New America (ASU Future Security) 2025 Fellow Seth Harp spoke about his forthcoming book, The Fort Bragg Cartel, for “Three questions” in The Fifth Draft, the Fellows Program’s monthly newsletter. Harp is an investigative reporter and a contributing editor at Rolling Stone who writes about armed conflict and organized crime.

Your Fellows project is the forthcoming book, The Fort Bragg Cartel: Drug Trafficking and Murder in the Special Forces, which investigates a string of unsolved murders at America’s premier special operations base. How did you first come across this story, and what compelled you to pursue it?

In December 2020, I learned that two special operations soldiers had been found murdered at a remote training range on Fort Bragg, and that police did not have a suspect. That in itself was worth investigating. But then I learned that one of the victims was an active-duty operator on Delta Force, the most elite unit in the U.S. military, and was suspected of dealing drugs on base. At that point I knew there had to be more to the story—a lot more.

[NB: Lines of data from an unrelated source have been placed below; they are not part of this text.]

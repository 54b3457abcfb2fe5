//! Normalized touch input
//!
//! Provides:
//! - Touch identifiers and points in the host's drawing coordinate space
//! - Touch event kinds covering a multi-touch gesture session
//! - The policy applied when a session is cancelled mid-gesture
//!
//! Hosts translate their native pointer events into [`TouchEvent`] values
//! before forwarding them to a drawing surface.

use serde::{Deserialize, Serialize};

/// Maximum number of simultaneous touch points a gesture may carry.
/// Events with more points are ignored by the gesture controller.
pub const MAX_TOUCH_POINTS: usize = 2;

/// Stable per-finger identifier assigned by the host for the lifetime of a touch.
#[derive(Debug, Clone, Copy, PartialEq, Eq, Hash, PartialOrd, Ord, Serialize, Deserialize)]
#[serde(transparent)]
pub struct TouchId(pub u32);

impl std::fmt::Display for TouchId {
    fn fmt(&self, f: &mut std::fmt::Formatter<'_>) -> std::fmt::Result {
        write!(f, "#{}", self.0)
    }
}

impl From<u32> for TouchId {
    fn from(id: u32) -> Self {
        Self(id)
    }
}

/// A single active touch point.
#[derive(Debug, Clone, Copy, PartialEq, Serialize, Deserialize)]
pub struct TouchPoint {
    pub id: TouchId,
    pub x: f64,
    pub y: f64,
}

impl TouchPoint {
    /// Creates a new touch point.
    pub fn new(id: u32, x: f64, y: f64) -> Self {
        Self {
            id: TouchId(id),
            x,
            y,
        }
    }
}

/// Touch event kinds
#[derive(Debug, Clone, Copy, PartialEq, Eq, Serialize, Deserialize)]
#[serde(rename_all = "snake_case")]
pub enum TouchEventKind {
    /// First finger touched down
    SessionBegin,
    /// One or more active fingers moved
    PointUpdate,
    /// An additional finger touched down while another is held
    SecondFingerBegin,
    /// A finger lifted while at least one other remains down
    SecondFingerEnd,
    /// Last finger lifted
    SessionEnd,
    /// Host aborted the gesture
    SessionCancel,
    /// Anything the host could not classify
    Other,
}

impl std::fmt::Display for TouchEventKind {
    fn fmt(&self, f: &mut std::fmt::Formatter<'_>) -> std::fmt::Result {
        match self {
            Self::SessionBegin => write!(f, "session-begin"),
            Self::PointUpdate => write!(f, "point-update"),
            Self::SecondFingerBegin => write!(f, "second-finger-begin"),
            Self::SecondFingerEnd => write!(f, "second-finger-end"),
            Self::SessionEnd => write!(f, "session-end"),
            Self::SessionCancel => write!(f, "session-cancel"),
            Self::Other => write!(f, "other"),
        }
    }
}

/// A normalized touch event.
#[derive(Debug, Clone, PartialEq, Serialize, Deserialize)]
pub struct TouchEvent {
    pub kind: TouchEventKind,
    /// Every touch point active when the event was raised.
    pub points: Vec<TouchPoint>,
    /// The identifier that caused this event, when the host knows it.
    #[serde(default)]
    pub trigger: Option<TouchId>,
}

impl TouchEvent {
    /// Creates an event with an explicit kind, point set, and trigger.
    pub fn new(kind: TouchEventKind, points: Vec<TouchPoint>, trigger: Option<TouchId>) -> Self {
        Self {
            kind,
            points,
            trigger,
        }
    }

    /// First finger down at `(x, y)`.
    pub fn session_begin(id: u32, x: f64, y: f64) -> Self {
        let point = TouchPoint::new(id, x, y);
        Self::new(TouchEventKind::SessionBegin, vec![point], Some(point.id))
    }

    /// Movement of the given active points.
    pub fn point_update(points: Vec<TouchPoint>) -> Self {
        Self::new(TouchEventKind::PointUpdate, points, None)
    }

    /// `trigger` touched down; `points` includes it and the already-held finger.
    pub fn second_finger_begin(trigger: u32, points: Vec<TouchPoint>) -> Self {
        Self::new(TouchEventKind::SecondFingerBegin, points, Some(TouchId(trigger)))
    }

    /// `trigger` lifted while another finger stays down.
    pub fn second_finger_end(trigger: u32, points: Vec<TouchPoint>) -> Self {
        Self::new(TouchEventKind::SecondFingerEnd, points, Some(TouchId(trigger)))
    }

    /// Last finger lifted.
    pub fn session_end(id: u32, x: f64, y: f64) -> Self {
        let point = TouchPoint::new(id, x, y);
        Self::new(TouchEventKind::SessionEnd, vec![point], Some(point.id))
    }

    /// Gesture aborted by the host.
    pub fn session_cancel() -> Self {
        Self::new(TouchEventKind::SessionCancel, Vec::new(), None)
    }

    /// Number of touch points active for this event.
    pub fn pointer_count(&self) -> usize {
        self.points.len()
    }

    /// Looks up an active point by identifier.
    pub fn point(&self, id: TouchId) -> Option<&TouchPoint> {
        self.points.iter().find(|p| p.id == id)
    }
}

impl std::fmt::Display for TouchEvent {
    fn fmt(&self, f: &mut std::fmt::Formatter<'_>) -> std::fmt::Result {
        write!(f, "{} ({} points", self.kind, self.points.len())?;
        if let Some(trigger) = self.trigger {
            write!(f, ", trigger {}", trigger)?;
        }
        write!(f, ")")
    }
}

/// What happens to the in-progress rectangle when a session is cancelled.
#[derive(Debug, Clone, Copy, PartialEq, Eq, Default, Serialize, Deserialize)]
#[serde(rename_all = "lowercase")]
pub enum CancelPolicy {
    /// Drop the active reference without locking; the rectangle keeps its
    /// last geometry and is never edited again.
    #[default]
    Release,
    /// Lock the rectangle's angle before dropping the active reference.
    Lock,
}

impl std::fmt::Display for CancelPolicy {
    fn fmt(&self, f: &mut std::fmt::Formatter<'_>) -> std::fmt::Result {
        match self {
            Self::Release => write!(f, "release"),
            Self::Lock => write!(f, "lock"),
        }
    }
}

I hope that my book will encourage broad reforms to the military that go beyond merely cracking down on drug dealing in the ranks.

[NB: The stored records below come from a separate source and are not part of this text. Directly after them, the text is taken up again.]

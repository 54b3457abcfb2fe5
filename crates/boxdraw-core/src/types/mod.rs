//! Type aliases shared across the BoxDraw crates.
//!
//! ## Modules
//!
//! - [`aliases`]: Type aliases for `Arc<Mutex<T>>` and callbacks.

pub mod aliases;

pub use aliases::*;
//! BoxDraw Settings Crate
//!
//! Handles drawing surface configuration: gesture behaviour and the colours
//! hosts paint with, loaded from and saved to JSON or TOML files.

pub mod config;
pub mod error;

pub use config::{Config, GestureSettings, SurfaceStyle};
pub use error::{SettingsError, SettingsResult};
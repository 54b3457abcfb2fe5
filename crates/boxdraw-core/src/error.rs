//! Error handling for BoxDraw
//!
//! Gesture handling and state restoration are total and never fail. The
//! errors here cover the boundary where the host hands opaque state blobs
//! back and forth.

use thiserror::Error;

/// State blob error type
///
/// Raised when a saved surface state cannot be encoded to, or decoded from,
/// its opaque byte form.
#[derive(Error, Debug)]
pub enum StateError {
    /// Surface state could not be encoded
    #[error("Failed to encode surface state: {0}")]
    Encode(#[source] serde_json::Error),

    /// Blob bytes are not a valid surface state
    #[error("Failed to decode surface state: {0}")]
    Decode(#[source] serde_json::Error),

    /// Blob was written by an incompatible format version
    #[error("Unsupported state version {found} (expected {expected})")]
    UnsupportedVersion {
        /// The version found in the blob.
        found: u32,
        /// The version this build understands.
        expected: u32,
    },
}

You served in the U.S. Army Reserve and did one tour of duty in Iraq. How did your military experience shape your approach to investigating this story? Were there times when it helped—or perhaps even hindered—your work?

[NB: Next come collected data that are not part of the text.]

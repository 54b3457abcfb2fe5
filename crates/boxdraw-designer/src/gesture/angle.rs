//! Rotation angle derived from the secondary finger.

use crate::model::Point;

/// Angle in degrees between the horizontal through `origin` and the line from
/// `origin` to `finger`, computed as `asin(|dy| / distance)`.
///
/// The result is always in `[0, 90]`: the direction of the finger relative to
/// the origin (left/right, above/below) is not distinguished. Returns `None`
/// when the finger sits exactly on the origin or the inputs are not finite.
pub fn rotation_angle(origin: Point, finger: Point) -> Option<f64> {
    let height = (finger.y - origin.y).abs();
    let hypotenuse = finger.distance_to(&origin);
    if hypotenuse == 0.0 || !hypotenuse.is_finite() {
        return None;
    }
    Some((height / hypotenuse).min(1.0).asin().to_degrees())
}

I actually served in Iraq at the same time that my main character, Billy Lavigne, did his first tour there. Although it took longer for him to lose faith in the post-9/11 wars, we both became disillusioned with the military and U.S. foreign policy as a result of events in Iraq. That sympathetic connection enabled me to much better understand his state of mind around the time that he went to work trafficking drugs in conjunction with an international drug cartel.

Your previous reporting on this subject in Rolling Stone spurred policy changes, including the Department of Defense Overdose Data Act of 2023. What further reforms do you hope the book will encourage?

I hope that my book will encourage broad reforms to the military that go beyond merely cracking down on drug dealing in the ranks. I believe that a quarter century of overreliance on special operators and secret military units to accomplish the national security objectives of foreign policy elites has led to the creation of a sharply divided two-tier military whose pathologies mirror those of our divided and profoundly unequal society. We need a more egalitarian armed forces that doesn’t hide behind military secrecy and that works for the good of the taxpayers who fund it, rather than the power games of unelected national security officials whose foreign policy adventures have proved so ruinous for our country.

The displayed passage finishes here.